Your reply should be the complete data, reproduced exactly.

(Stored data)
- Opening Delimiter -
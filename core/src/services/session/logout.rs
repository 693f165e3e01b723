//! Logout protocol: revoke the access token, then the refresh token.
//!
//! ```text
//! Start --revoke access--> AccessRevoked --revoke refresh--> BothRevoked
//!   |                           |
//!   +---------> Failed <--------+
//! ```
//!
//! The protocol is not resumable. Any failed revoke aborts the logout and is
//! returned to the caller; no partial success is reported as success.

use std::sync::Arc;

use chrono::{DateTime, Duration, Utc};
use serde::Serialize;
use sg_shared::config::RevocationConfig;
use tracing::{error, info, warn};

use crate::domain::clock::Clock;
use crate::errors::{DomainError, DomainResult, ValidationError};
use crate::repositories::{RevocationRepository, UserRepository};
use crate::services::token::{checked_lifetime, expiry_after, TokenService};

/// How long each kind of token stays revoked after logout.
///
/// Both windows are positive; a zero window would report a logout that
/// revokes nothing.
#[derive(Debug, Clone, Copy, PartialEq, Eq)]
pub struct LogoutPolicy {
    access_token_window: Duration,
    refresh_token_window: Duration,
}

impl LogoutPolicy {
    pub fn new(
        access_token_window: Duration,
        refresh_token_window: Duration,
    ) -> DomainResult<Self> {
        for (label, window) in [
            ("Access token", access_token_window),
            ("Refresh token", refresh_token_window),
        ] {
            if window <= Duration::zero() {
                return Err(DomainError::Internal {
                    message: format!(
                        "{} revocation window must be positive, got {}",
                        label, window
                    ),
                });
            }
        }

        Ok(Self {
            access_token_window,
            refresh_token_window,
        })
    }

    pub fn access_token_window(&self) -> Duration {
        self.access_token_window
    }

    pub fn refresh_token_window(&self) -> Duration {
        self.refresh_token_window
    }
}

impl Default for LogoutPolicy {
    fn default() -> Self {
        Self {
            access_token_window: Duration::minutes(5),
            refresh_token_window: Duration::minutes(60),
        }
    }
}

impl TryFrom<&RevocationConfig> for LogoutPolicy {
    type Error = DomainError;

    fn try_from(config: &RevocationConfig) -> DomainResult<Self> {
        let now = Utc::now();
        Self::new(
            checked_lifetime(
                "Access token revocation window",
                config.access_token_minutes,
                now,
            )?,
            checked_lifetime(
                "Refresh token revocation window",
                config.refresh_token_minutes,
                now,
            )?,
        )
    }
}

/// Progress of a single logout
#[derive(Debug, Clone, Copy, PartialEq, Eq, Serialize)]
#[serde(rename_all = "snake_case")]
pub enum LogoutState {
    Start,
    AccessRevoked,
    BothRevoked,
    Failed,
}

/// Result of a completed logout
#[derive(Debug, Clone, PartialEq, Eq, Serialize)]
pub struct LogoutOutcome {
    /// `AccessRevoked` when no refresh token was presented, else `BothRevoked`
    pub state: LogoutState,
    pub access_revoked_until: DateTime<Utc>,
    /// `None` when the refresh step was skipped
    pub refresh_revoked_until: Option<DateTime<Utc>>,
}

impl LogoutOutcome {
    pub fn refresh_revoked(&self) -> bool {
        self.refresh_revoked_until.is_some()
    }
}

/// Service running the logout protocol against the token service
pub struct LogoutService<R: RevocationRepository, U: UserRepository> {
    tokens: Arc<TokenService<R, U>>,
    policy: LogoutPolicy,
}

impl<R: RevocationRepository, U: UserRepository> LogoutService<R, U> {
    pub fn new(tokens: Arc<TokenService<R, U>>, policy: LogoutPolicy) -> Self {
        Self { tokens, policy }
    }

    /// Revokes `access_token` and, when present, `refresh_token`.
    ///
    /// A missing or blank refresh token is skipped rather than written to
    /// the revocation list.
    pub async fn logout(
        &self,
        access_token: &str,
        refresh_token: Option<&str>,
    ) -> DomainResult<LogoutOutcome> {
        if access_token.is_empty() {
            return Err(ValidationError::RequiredField {
                field: "access_token".to_string(),
            }
            .into());
        }

        let mut state = LogoutState::Start;
        let now = self.tokens.clock().now();

        let access_revoked_until = expiry_after(now, self.policy.access_token_window)
            .map_err(|e| fail(&mut state, "access", e))?;
        self.tokens
            .revoke_token(access_token, access_revoked_until)
            .await
            .map_err(|e| fail(&mut state, "access", e))?;
        state = LogoutState::AccessRevoked;

        let Some(refresh_token) = refresh_token.map(str::trim).filter(|t| !t.is_empty()) else {
            warn!("Logout without a refresh token; refresh revocation skipped");
            return Ok(LogoutOutcome {
                state,
                access_revoked_until,
                refresh_revoked_until: None,
            });
        };

        let refresh_revoked_until = expiry_after(now, self.policy.refresh_token_window)
            .map_err(|e| fail(&mut state, "refresh", e))?;
        self.tokens
            .revoke_token(refresh_token, refresh_revoked_until)
            .await
            .map_err(|e| fail(&mut state, "refresh", e))?;
        state = LogoutState::BothRevoked;

        info!(
            access_revoked_until = %access_revoked_until,
            refresh_revoked_until = %refresh_revoked_until,
            "Revoked access and refresh tokens"
        );
        Ok(LogoutOutcome {
            state,
            access_revoked_until,
            refresh_revoked_until: Some(refresh_revoked_until),
        })
    }

    pub fn policy(&self) -> &LogoutPolicy {
        &self.policy
    }
}

fn fail(state: &mut LogoutState, step: &str, err: DomainError) -> DomainError {
    error!(from = ?state, step, error = %err, "Logout failed");
    *state = LogoutState::Failed;
    err
}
- Closing Delimiter -
* [Result of this task]:
filename core/src/services/session/logout.rs
repository 693f165e3e01b723
//! Logout protocol: revoke the access token, then the refresh token.
//!
//! ```text
//! Start --revoke access--> AccessRevoked --revoke refresh--> BothRevoked
//!   |                           |
//!   +---------> Failed <--------+
//! ```
//!
//! The protocol is not resumable. Any failed revoke aborts the logout and is
//! returned to the caller; no partial success is reported as success.

use std::sync::Arc;

use chrono::{DateTime, Duration, Utc};
use serde::Serialize;
use sg_shared::config::RevocationConfig;
use tracing::{error, info, warn};

use crate::domain::clock::Clock;
use crate::errors::{DomainError, DomainResult, ValidationError};
use crate::repositories::{RevocationRepository, UserRepository};
use crate::services::token::{checked_lifetime, expiry_after, TokenService};

/// How long each kind of token stays revoked after logout.
///
/// Both windows are positive; a zero window would report a logout that
/// revokes nothing.
#[derive(Debug, Clone, Copy, PartialEq, Eq)]
pub struct LogoutPolicy {
    access_token_window: Duration,
    refresh_token_window: Duration,
}

impl LogoutPolicy {
    pub fn new(
        access_token_window: Duration,
        refresh_token_window: Duration,
    ) -> DomainResult<Self> {
        for (label, window) in [
            ("Access token", access_token_window),
            ("Refresh token", refresh_token_window),
        ] {
            if window <= Duration::zero() {
                return Err(DomainError::Internal {
                    message: format!(
                        "{} revocation window must be positive, got {}",
                        label, window
                    ),
                });
            }
        }

        Ok(Self {
            access_token_window,
            refresh_token_window,
        })
    }

    pub fn access_token_window(&self) -> Duration {
        self.access_token_window
    }

    pub fn refresh_token_window(&self) -> Duration {
        self.refresh_token_window
    }
}

impl Default for LogoutPolicy {
    fn default() -> Self {
        Self {
            access_token_window: Duration::minutes(5),
            refresh_token_window: Duration::minutes(60),
        }
    }
}

impl TryFrom<&RevocationConfig> for LogoutPolicy {
    type Error = DomainError;

    fn try_from(config: &RevocationConfig) -> DomainResult<Self> {
        let now = Utc::now();
        Self::new(
            checked_lifetime(
                "Access token revocation window",
                config.access_token_minutes,
                now,
            )?,
            checked_lifetime(
                "Refresh token revocation window",
                config.refresh_token_minutes,
                now,
            )?,
        )
    }
}

/// Progress of a single logout
#[derive(Debug, Clone, Copy, PartialEq, Eq, Serialize)]
#[serde(rename_all = "snake_case")]
pub enum LogoutState {
    Start,
    AccessRevoked,
    BothRevoked,
    Failed,
}

/// Result of a completed logout
#[derive(Debug, Clone, PartialEq, Eq, Serialize)]
pub struct LogoutOutcome {
    /// `AccessRevoked` when no refresh token was presented, else `BothRevoked`
    pub state: LogoutState,
    pub access_revoked_until: DateTime<Utc>,
    /// `None` when the refresh step was skipped
    pub refresh_revoked_until: Option<DateTime<Utc>>,
}

impl LogoutOutcome {
    pub fn refresh_revoked(&self) -> bool {
        self.refresh_revoked_until.is_some()
    }
}

/// Service running the logout protocol against the token service
pub struct LogoutService<R: RevocationRepository, U: UserRepository> {
    tokens: Arc<TokenService<R, U>>,
    policy: LogoutPolicy,
}

impl<R: RevocationRepository, U: UserRepository> LogoutService<R, U> {
    pub fn new(tokens: Arc<TokenService<R, U>>, policy: LogoutPolicy) -> Self {
        Self { tokens, policy }
    }

    /// Revokes `access_token` and, when present, `refresh_token`.
    ///
    /// A missing or blank refresh token is skipped rather than written to
    /// the revocation list.
    pub async fn logout(
        &self,
        access_token: &str,
        refresh_token: Option<&str>,
    ) -> DomainResult<LogoutOutcome> {
        if access_token.is_empty() {
            return Err(ValidationError::RequiredField {
                field: "access_token".to_string(),
            }
            .into());
        }

        let mut state = LogoutState::Start;
        let now = self.tokens.clock().now();

        let access_revoked_until = expiry_after(now, self.policy.access_token_window)
            .map_err(|e| fail(&mut state, "access", e))?;
        self.tokens
            .revoke_token(access_token, access_revoked_until)
            .await
            .map_err(|e| fail(&mut state, "access", e))?;
        state = LogoutState::AccessRevoked;

        let Some(refresh_token) = refresh_token.map(str::trim).filter(|t| !t.is_empty()) else {
            warn!("Logout without a refresh token; refresh revocation skipped");
            return Ok(LogoutOutcome {
                state,
                access_revoked_until,
                refresh_revoked_until: None,
            });
        };

        let refresh_revoked_until = expiry_after(now, self.policy.refresh_token_window)
            .map_err(|e| fail(&mut state, "refresh", e))?;
        self.tokens
            .revoke_token(refresh_token, refresh_revoked_until)
            .await
            .map_err(|e| fail(&mut state, "refresh", e))?;
        state = LogoutState::BothRevoked;

        info!(
            access_revoked_until = %access_revoked_until,
            refresh_revoked_until = %refresh_revoked_until,
            "Revoked access and refresh tokens"
        );
        Ok(LogoutOutcome {
            state,
            access_revoked_until,
            refresh_revoked_until: Some(refresh_revoked_until),
        })
    }

    pub fn policy(&self) -> &LogoutPolicy {
        &self.policy
    }
}

fn fail(state: &mut LogoutState, step: &str, err: DomainError) -> DomainError {
    error!(from = ?state, step, error = %err, "Logout failed");
    *state = LogoutState::Failed;
    err
}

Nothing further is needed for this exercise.